Three children are riding on the edge of a merry‑go‑round that has a mass of 10^5 and a radius of 1.80 m . The merry‑go‑round is spinning at 22.0 rpm. The children have masses of 22.0, 28.0, and 33.0 kg. If the 28.0 kg child moves to the center of the merry‑go‑round, what is the new angular velocity in revolutions per minute?
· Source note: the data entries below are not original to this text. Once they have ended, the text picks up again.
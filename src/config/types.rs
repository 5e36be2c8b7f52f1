//! Core configuration types
//!
//! This module defines the data structures that represent a git-dist.yml configuration file.

use crate::config::key::{option_map_from_yaml, OptionMap};
use crate::error::{ConfigError, ConfigResult};
use crate::runner::DEFAULT_TASK_NAME;
use serde::{Deserialize, Serialize};
use serde_yaml::Mapping;
use std::collections::BTreeMap;
use std::time::Duration;
use tracing::warn;

/// Top-level configuration structure
#[derive(Debug, Clone, Default, Deserialize, Serialize)]
pub struct Config {
    /// Task namespace for overrides and templates (defaults to `git-dist`)
    #[serde(default, skip_serializing_if = "Option::is_none")]
    pub name: Option<String>,

    /// Application usage description (optional)
    #[serde(default, skip_serializing_if = "Option::is_none")]
    pub usage: Option<String>,

    /// Per-step timeout in seconds; no timeout when absent
    #[serde(default, skip_serializing_if = "Option::is_none")]
    pub timeout: Option<u64>,

    /// Options shared by every target
    #[serde(default, skip_serializing_if = "Mapping::is_empty")]
    pub options: Mapping,

    /// Targets defined in the configuration
    #[serde(default)]
    pub targets: BTreeMap<String, Target>,
}

/// A named set of options to release with
#[derive(Debug, Clone, Default, Deserialize, Serialize)]
pub struct Target {
    /// Usage description for help text
    #[serde(default, skip_serializing_if = "Option::is_none")]
    pub usage: Option<String>,

    /// Longer description for help text
    #[serde(default, skip_serializing_if = "Option::is_none")]
    pub description: Option<String>,

    /// Per-step timeout in seconds, overriding the top-level one
    #[serde(default, skip_serializing_if = "Option::is_none")]
    pub timeout: Option<u64>,

    /// Options for this target; they win over the top-level options
    #[serde(default, skip_serializing_if = "Mapping::is_empty")]
    pub options: Mapping,

    /// Load the target from another file
    #[serde(default, skip_serializing_if = "Option::is_none")]
    pub include: Option<String>,
}

impl Config {
    /// Task namespace
    pub fn task_name(&self) -> &str {
        self.name.as_deref().unwrap_or(DEFAULT_TASK_NAME)
    }

    pub fn target(&self, name: &str) -> ConfigResult<&Target> {
        self.targets
            .get(name)
            .ok_or_else(|| ConfigError::TargetNotFound(name.to_string()))
    }

    /// Explicit options of a target, top-level options merged underneath
    pub fn target_options(&self, name: &str) -> ConfigResult<OptionMap> {
        let target = self.target(name)?;

        let mut merged = self.options.clone();
        for (key, value) in &target.options {
            merged.insert(key.clone(), value.clone());
        }

        let (options, unknown) = option_map_from_yaml(&merged)?;
        for option in unknown {
            warn!(target = name, option = %option, "ignoring unknown option");
        }
        Ok(options)
    }

    /// Step timeout for a target; the target's own setting wins
    pub fn timeout_for(&self, name: &str) -> Option<Duration> {
        self.targets
            .get(name)
            .and_then(|target| target.timeout)
            .or(self.timeout)
            .map(Duration::from_secs)
    }
}
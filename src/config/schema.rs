//! Configuration validation
//!
//! This module provides validation logic for configuration files.

use crate::config::types::Config;
use crate::error::{ConfigError, ConfigResult};

/// Validate a complete configuration
pub fn validate_config(config: &Config) -> ConfigResult<()> {
    validate_task_name(config.task_name())?;
    validate_timeout("timeout", config.timeout)?;

    if config.targets.is_empty() {
        return Err(ConfigError::Invalid("No targets defined".to_string()));
    }

    for (name, target) in &config.targets {
        validate_target_name(name)?;
        validate_timeout(&format!("targets.{}.timeout", name), target.timeout)?;

        // Shapes of option values are checked by building the option map
        config.target_options(name)?;
    }

    Ok(())
}

fn validate_task_name(name: &str) -> ConfigResult<()> {
    if name.is_empty() || name.contains(char::is_whitespace) {
        return Err(ConfigError::Invalid(format!(
            "Invalid task name '{}': must be non-empty without whitespace",
            name
        )));
    }
    Ok(())
}

/// Target names appear inside `task.target.key` override names
fn validate_target_name(name: &str) -> ConfigResult<()> {
    if name.is_empty() || name.contains('.') || name.contains(char::is_whitespace) {
        return Err(ConfigError::Invalid(format!(
            "Invalid target name '{}': must be non-empty without dots or whitespace",
            name
        )));
    }
    Ok(())
}

fn validate_timeout(key: &str, timeout: Option<u64>) -> ConfigResult<()> {
    match timeout {
        Some(0) => Err(ConfigError::InvalidValue {
            key: key.to_string(),
            error: "timeout must be at least one second".to_string(),
        }),
        _ => Ok(()),
    }
}
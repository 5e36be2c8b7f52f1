//! Common test utilities

#![allow(dead_code)]

use std::fs;
use std::path::{Path, PathBuf};
use std::process::Command;
use tempfile::TempDir;

/// Create a temporary directory with a git-dist.yml file
pub fn create_test_config(content: &str) -> (TempDir, PathBuf) {
    let temp_dir = TempDir::new().unwrap();
    let config_path = temp_dir.path().join("git-dist.yml");
    fs::write(&config_path, content).unwrap();
    (temp_dir, config_path)
}

/// Create a test config with an empty subdirectory next to it
pub fn create_test_config_in_subdir(content: &str) -> (TempDir, PathBuf, PathBuf) {
    let temp_dir = TempDir::new().unwrap();
    let config_path = temp_dir.path().join("git-dist.yml");
    let sub_dir = temp_dir.path().join("subdir");

    fs::write(&config_path, content).unwrap();
    fs::create_dir(&sub_dir).unwrap();

    (temp_dir, config_path, sub_dir)
}

/// Whether a usable `git` is on the PATH
pub fn git_available() -> bool {
    Command::new("git")
        .arg("--version")
        .output()
        .map(|output| output.status.success())
        .unwrap_or(false)
}

/// Environment that keeps the user's git configuration out of tests
pub const GIT_ENV: &[(&str, &str)] = &[("GIT_CONFIG_GLOBAL", "/dev/null"), ("GIT_CONFIG_NOSYSTEM", "1")];

/// Run git with `args` in `dir` and return trimmed stdout, panicking on failure
pub fn git(dir: &Path, args: &[&str]) -> String {
    let output = Command::new("git")
        .args(args)
        .current_dir(dir)
        .envs(GIT_ENV.iter().copied())
        .output()
        .unwrap();
    assert!(
        output.status.success(),
        "git {:?} failed: {}",
        args,
        String::from_utf8_lossy(&output.stderr)
    );
    String::from_utf8_lossy(&output.stdout).trim().to_string()
}

/// Create a bare repository with one commit on `main` to release into
pub fn create_seeded_remote(parent: &Path) -> PathBuf {
    let remote = parent.join("remote.git");
    git(parent, &["init", "--bare", "--quiet", "remote.git"]);
    git(&remote, &["symbolic-ref", "HEAD", "refs/heads/main"]);

    let seed = parent.join("seed");
    git(parent, &["init", "--quiet", "seed"]);
    git(
        &seed,
        &[
            "-c",
            "user.name=Seed",
            "-c",
            "user.email=seed@example.com",
            "commit",
            "--quiet",
            "--allow-empty",
            "--message",
            "init",
        ],
    );
    let remote_arg = remote.display().to_string();
    git(&seed, &["push", "--quiet", &remote_arg, "HEAD:refs/heads/main"]);

    remote
}
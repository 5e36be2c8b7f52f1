//! Sequential step execution
//!
//! Steps run one at a time, in order. The first failing step stops the run;
//! steps that already succeeded are not undone.

use crate::runner::{Executor, InvocationResult, StepDescriptor};
use tracing::debug;

/// Run steps in order, stopping at the first failure
pub fn run_steps(steps: &[StepDescriptor], executor: &dyn Executor) -> InvocationResult {
    let mut outcomes = Vec::with_capacity(steps.len());

    for (index, step) in steps.iter().enumerate() {
        let outcome = executor.execute(step);
        let success = outcome.success();
        outcomes.push(outcome);

        if !success {
            debug!(
                step = index + 1,
                total = steps.len(),
                command = %step.command_line(),
                "step failed, skipping the rest"
            );
            return InvocationResult {
                success: false,
                outcomes,
            };
        }
    }

    InvocationResult {
        success: true,
        outcomes,
    }
}
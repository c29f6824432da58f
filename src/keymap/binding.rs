//! Binding state of one virtual key

use super::types::KeyCode;

/// What is known about the keys bound to a virtual key
#[derive(Debug, Clone, PartialEq, Eq, Default)]
pub enum Binding {
    /// Never configured: no entry in the keys file and no default applied yet
    #[default]
    Missing,
    /// The user removed every key; persisted as `UNDEFINED`
    Undefined,
    /// One or more keys, in insertion order; the first one is displayed
    Configured(Vec<KeyCode>),
}

impl Binding {
    /// Keys currently bound (empty unless configured)
    pub fn keys(&self) -> &[KeyCode] {
        match self {
            Binding::Configured(keys) => keys,
            Binding::Missing | Binding::Undefined => &[],
        }
    }

    /// Primary key, shown in the legend
    pub fn first(&self) -> Option<KeyCode> {
        self.keys().first().copied()
    }

    pub fn is_missing(&self) -> bool {
        matches!(self, Binding::Missing)
    }

    pub fn is_undefined(&self) -> bool {
        matches!(self, Binding::Undefined)
    }

    /// Append a key, leaving the undefined/missing state
    pub(super) fn push(&mut self, key: KeyCode) {
        match self {
            Binding::Configured(keys) => keys.push(key),
            Binding::Missing | Binding::Undefined => *self = Binding::Configured(vec![key]),
        }
    }

    /// Remove a key; an emptied list becomes `Undefined`
    ///
    /// Returns whether the key was present.
    pub(super) fn remove(&mut self, key: KeyCode) -> bool {
        let Binding::Configured(keys) = self else {
            return false;
        };
        let Some(pos) = keys.iter().position(|&k| k == key) else {
            return false;
        };
        keys.remove(pos);
        if keys.is_empty() {
            *self = Binding::Undefined;
        }
        true
    }
}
Ignore friction, and assume that the merry‑go‑round can be treated as a solid disk and the children as point masses.

Answer 1

Answer: 22.01 rpm.

Explanation:

If we assume no external torques are present, the angular momentum must be conserved.

L1 = L2

I1 . ω1 = I2 ω2 (1)

I1 = MR2 /2 + m1. R2 + m2. R2 + m3. R2

I2 = MR2 /2 + m1. R2 + m3. R2

(as the 28.0 kg child moves to the center, he has no part anymore in the rotational inertia)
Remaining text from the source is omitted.